Fig. 4: TEX264 can bind SUMO1-modified TOP1.

a Analysis of TOP1ccs isolated by RADAR from the indicated cell lines. Where indicated, cells were treated with 1 μM CPT for 30 min. b Quantification of a (error bars represent mean ± SD; n = 2). c Above: schematic diagram of TEX264, indicating the location of its putative SUMO-interacting motifs (SIMs). Below: structural model of the GyrI-like domain of TEX264 generated using Phyre2. Residues 158–184 are highlighted in pink.
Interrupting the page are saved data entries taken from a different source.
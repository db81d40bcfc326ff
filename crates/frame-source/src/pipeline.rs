//! Pipeline descriptions and the handle that owns one running pipeline.
//!
//! The stream loop only talks to the [`FramePipeline`] capability
//! (start, pull, stop). The GStreamer implementation lives in
//! [`crate::gst_backend`]; tests plug in scripted fakes.

use std::fmt;
use std::time::Duration;

use gstframe_common::error::{FrameSourceError, FrameSourceResult};

use crate::frame::FrameLease;

/// Name prefix of the sink stage frames are pulled from.
pub const SINK_STAGE: &str = "appsink";

/// A `gst-launch-1.0` style description whose last stage is an appsink.
#[derive(Debug, Clone, PartialEq, Eq)]
pub struct PipelineDescription(String);

impl PipelineDescription {
    /// Check that the description is non-empty and ends in an appsink stage.
    pub fn parse(description: impl Into<String>) -> FrameSourceResult<Self> {
        let description = description.into();
        if description.trim().is_empty() {
            return Err(FrameSourceError::construction(
                "pipeline description is empty",
                description,
            ));
        }

        let last_stage = description.rsplit('!').next().unwrap_or_default().trim();
        if !last_stage.starts_with(SINK_STAGE) {
            return Err(FrameSourceError::construction(
                "pipeline must end with appsink",
                description,
            ));
        }

        Ok(Self(description))
    }

    pub fn as_str(&self) -> &str {
        &self.0
    }
}

impl fmt::Display for PipelineDescription {
    fn fmt(&self, f: &mut fmt::Formatter<'_>) -> fmt::Result {
        f.write_str(&self.0)
    }
}

/// A constructed media pipeline that frames can be pulled from.
pub trait FramePipeline: Send {
    /// Bring the pipeline to its running state.
    fn start(&mut self) -> FrameSourceResult<()>;

    /// Block for up to `timeout` waiting for the next frame.
    ///
    /// `Ok(None)` means the timeout elapsed with the pipeline still healthy.
    /// End of stream and native faults are errors.
    fn grab_frame(&mut self, timeout: Duration) -> FrameSourceResult<Option<FrameLease>>;

    /// Tear the pipeline down and release everything it holds.
    fn stop(&mut self) -> FrameSourceResult<()>;
}

/// Builds pipelines from descriptions.
pub trait PipelineBackend: Send + Sync {
    /// Instantiate (but do not start) a pipeline.
    fn create(&self, description: &PipelineDescription)
        -> FrameSourceResult<Box<dyn FramePipeline>>;

    /// Backend name for logging.
    fn name(&self) -> &str;
}

/// Owns one running pipeline for exactly one streaming attempt.
///
/// The pipeline is stopped by [`destroy`](Self::destroy) or, on every other
/// exit path including unwinding, when the handle is dropped. A destroyed
/// handle cannot be restarted.
pub struct PipelineHandle {
    pipeline: Option<Box<dyn FramePipeline>>,
    description: PipelineDescription,
}

impl PipelineHandle {
    /// Instantiate the pipeline and bring it to the running state.
    pub fn create_and_start(
        backend: &dyn PipelineBackend,
        description: &PipelineDescription,
    ) -> FrameSourceResult<Self> {
        let pipeline = backend.create(description)?;
        let mut handle = Self {
            pipeline: Some(pipeline),
            description: description.clone(),
        };

        // A failed start drops the handle, which tears down whatever the
        // pipeline managed to set up.
        if let Some(pipeline) = handle.pipeline.as_mut() {
            pipeline.start()?;
        }

        tracing::debug!(pipeline = %description, backend = backend.name(), "Pipeline started");
        Ok(handle)
    }

    pub fn description(&self) -> &PipelineDescription {
        &self.description
    }

    pub fn is_destroyed(&self) -> bool {
        self.pipeline.is_none()
    }

    /// Pull the next frame, waiting at most `timeout`.
    pub fn grab_frame(&mut self, timeout: Duration) -> FrameSourceResult<Option<FrameLease>> {
        match self.pipeline.as_mut() {
            Some(pipeline) => pipeline.grab_frame(timeout),
            None => Err(FrameSourceError::acquisition(
                "pipeline has already been torn down",
            )),
        }
    }

    /// Stop the pipeline. Calling this again is a no-op.
    pub fn destroy(&mut self) -> FrameSourceResult<()> {
        match self.pipeline.take() {
            Some(mut pipeline) => {
                let result = pipeline.stop();
                tracing::debug!(pipeline = %self.description, "Pipeline torn down");
                result
            }
            None => Ok(()),
        }
    }
}

impl Drop for PipelineHandle {
    fn drop(&mut self) {
        if let Err(e) = self.destroy() {
            tracing::warn!(
                pipeline = %self.description,
                error = %e,
                "Pipeline teardown failed"
            );
        }
    }
}

impl fmt::Debug for PipelineHandle {
    fn fmt(&self, f: &mut fmt::Formatter<'_>) -> fmt::Result {
        f.debug_struct("PipelineHandle")
            .field("description", &self.description)
            .field("destroyed", &self.is_destroyed())
            .finish()
    }
}

#[cfg(test)]
mod tests {
    use std::sync::atomic::{AtomicUsize, Ordering};
    use std::sync::Arc;

    use super::*;

    #[derive(Default)]
    struct Counters {
        starts: AtomicUsize,
        stops: AtomicUsize,
    }

    struct StubPipeline {
        counters: Arc<Counters>,
        fail_start: bool,
    }

    impl FramePipeline for StubPipeline {
        fn start(&mut self) -> FrameSourceResult<()> {
            self.counters.starts.fetch_add(1, Ordering::SeqCst);
            if self.fail_start {
                return Err(FrameSourceError::construction("no such element", "stub"));
            }
            Ok(())
        }

        fn grab_frame(&mut self, _timeout: Duration) -> FrameSourceResult<Option<FrameLease>> {
            Ok(None)
        }

        fn stop(&mut self) -> FrameSourceResult<()> {
            self.counters.stops.fetch_add(1, Ordering::SeqCst);
            Ok(())
        }
    }

    struct StubBackend {
        counters: Arc<Counters>,
        fail_start: bool,
    }

    impl PipelineBackend for StubBackend {
        fn create(
            &self,
            _description: &PipelineDescription,
        ) -> FrameSourceResult<Box<dyn FramePipeline>> {
            Ok(Box::new(StubPipeline {
                counters: self.counters.clone(),
                fail_start: self.fail_start,
            }))
        }

        fn name(&self) -> &str {
            "stub"
        }
    }

    #[test]
    fn description_requires_trailing_appsink() {
        assert!(PipelineDescription::parse("videotestsrc ! appsink").is_ok());
        assert!(PipelineDescription::parse("videotestsrc ! appsink name=out").is_ok());
        assert!(PipelineDescription::parse("appsink").is_ok());

        for bad in ["", "   ", "videotestsrc ! fakesink", "appsink ! fakesink"] {
            let err = PipelineDescription::parse(bad).unwrap_err();
            assert!(
                matches!(err, FrameSourceError::PipelineConstruction { .. }),
                "{bad:?} gave {err}"
            );
        }
    }

    #[test]
    fn destroy_is_idempotent_and_drop_does_not_stop_twice() {
        let counters = Arc::new(Counters::default());
        let backend = StubBackend {
            counters: counters.clone(),
            fail_start: false,
        };
        let description = PipelineDescription::parse("videotestsrc ! appsink").unwrap();

        let mut handle = PipelineHandle::create_and_start(&backend, &description).unwrap();
        handle.destroy().unwrap();
        handle.destroy().unwrap();
        assert!(handle.is_destroyed());
        assert!(handle.grab_frame(Duration::from_millis(1)).is_err());
        drop(handle);

        assert_eq!(counters.starts.load(Ordering::SeqCst), 1);
        assert_eq!(counters.stops.load(Ordering::SeqCst), 1);
    }

    #[test]
    fn failed_start_still_tears_down() {
        let counters = Arc::new(Counters::default());
        let backend = StubBackend {
            counters: counters.clone(),
            fail_start: true,
        };
        let description = PipelineDescription::parse("videotestsrc ! appsink").unwrap();

        let err = PipelineHandle::create_and_start(&backend, &description).unwrap_err();
        assert!(matches!(err, FrameSourceError::PipelineConstruction { .. }));
        assert_eq!(counters.stops.load(Ordering::SeqCst), 1);
    }
}
//! Downstream writers that receive frame records.

use std::fs::{File, OpenOptions};
use std::io::{BufWriter, Write};
use std::path::{Path, PathBuf};

use gstframe_common::error::FrameSourceResult;
use serde::Serialize;

use crate::record::{FrameFormat, FrameRecord};

/// Receives one record per frame, in pull order.
///
/// An error ends the stream. Implementations that want the stream to end
/// should call [`StopHandle::request`](crate::StopHandle::request), never
/// the blocking [`StopHandle::stop`](crate::StopHandle::stop).
pub trait RecordWriter {
    fn write(&mut self, record: FrameRecord) -> anyhow::Result<()>;
}

impl<F> RecordWriter for F
where
    F: FnMut(FrameRecord) -> anyhow::Result<()>,
{
    fn write(&mut self, record: FrameRecord) -> anyhow::Result<()> {
        self(record)
    }
}

/// Keeps every record in memory, in arrival order.
#[derive(Debug, Default)]
pub struct CollectingWriter(pub Vec<FrameRecord>);

impl CollectingWriter {
    pub fn new() -> Self {
        Self::default()
    }

    pub fn records(&self) -> &[FrameRecord] {
        &self.0
    }

    pub fn into_records(self) -> Vec<FrameRecord> {
        self.0
    }
}

impl RecordWriter for CollectingWriter {
    fn write(&mut self, record: FrameRecord) -> anyhow::Result<()> {
        self.0.push(record);
        Ok(())
    }
}

/// Index line written to `frames.jsonl` for every frame file.
#[derive(Debug, Serialize)]
struct FrameIndexEntry<'a> {
    index: u64,
    file: &'a str,
    width: u32,
    height: u32,
    format: FrameFormat,
    #[serde(skip_serializing_if = "Option::is_none")]
    color_model: Option<&'a str>,
    bytes: usize,
    written_at: String,
}

/// Dumps frames into a directory: one file per frame plus a JSONL index.
pub struct DirectoryWriter {
    dir: PathBuf,
    index: BufWriter<File>,
    frames_written: u64,
}

impl DirectoryWriter {
    pub const INDEX_FILE: &'static str = "frames.jsonl";

    /// Create the directory if needed and start a fresh index.
    pub fn new(dir: impl Into<PathBuf>) -> FrameSourceResult<Self> {
        let dir = dir.into();
        std::fs::create_dir_all(&dir)?;

        let file = OpenOptions::new()
            .create(true)
            .write(true)
            .truncate(true)
            .open(dir.join(Self::INDEX_FILE))?;

        Ok(Self {
            dir,
            index: BufWriter::new(file),
            frames_written: 0,
        })
    }

    pub fn dir(&self) -> &Path {
        &self.dir
    }

    pub fn frames_written(&self) -> u64 {
        self.frames_written
    }

    /// Flush the index to disk.
    pub fn flush(&mut self) -> FrameSourceResult<()> {
        self.index.flush()?;
        Ok(())
    }

    fn write_record(&mut self, record: &FrameRecord) -> FrameSourceResult<()> {
        let file = format!(
            "frame-{:06}.{}",
            self.frames_written,
            record.format.extension()
        );
        std::fs::write(self.dir.join(&file), &record.image)?;

        let entry = FrameIndexEntry {
            index: self.frames_written,
            file: &file,
            width: record.width,
            height: record.height,
            format: record.format,
            color_model: record.color_model.as_deref(),
            bytes: record.image.len(),
            written_at: chrono::Utc::now().to_rfc3339(),
        };
        serde_json::to_writer(&mut self.index, &entry)?;
        self.index.write_all(b"\n")?;
        self.frames_written += 1;

        if self.frames_written % 100 == 0 {
            self.flush()?;
        }
        Ok(())
    }
}

impl RecordWriter for DirectoryWriter {
    fn write(&mut self, record: FrameRecord) -> anyhow::Result<()> {
        self.write_record(&record)?;
        Ok(())
    }
}

impl Drop for DirectoryWriter {
    fn drop(&mut self) {
        if let Err(e) = self.flush() {
            tracing::warn!(dir = %self.dir.display(), error = %e, "Failed to flush frame index");
        }
    }
}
Putative SIMs are highlighted in yellow. d Immunoblot of GFP & SUMO1 after incubation of purified GFP-tagged WT & SIM mutant TEX264 with free SUMO1. e Above: tandem-affinity purifications (TAP) procedure to identify SUMO1–modified proteins that interact with TEX264. Below: immunoblots of TAP experiment performed in ΔTEX264 HEK293 expressing the indicated variants of TEX264 and HA-SUMO1. SE and LE denote short and long exposure, respectively. Asterisks indicate SUMO1-modified versions of TOP1. f Immunofluorescent detection of TOP1ccs (green) and TEX264-FLAG (red) in U2OS cells transfected with the indicated siRNAs and cDNAs. Scale bar, 10 μm. g Quantification of experiments represented in f. Red line indicates median. Data are representative of two independent experiments. Statistical analysis was performed using Kruskal–Wallis ANOVA with multiple comparisons, with Dunn's post-test. Source data are available online.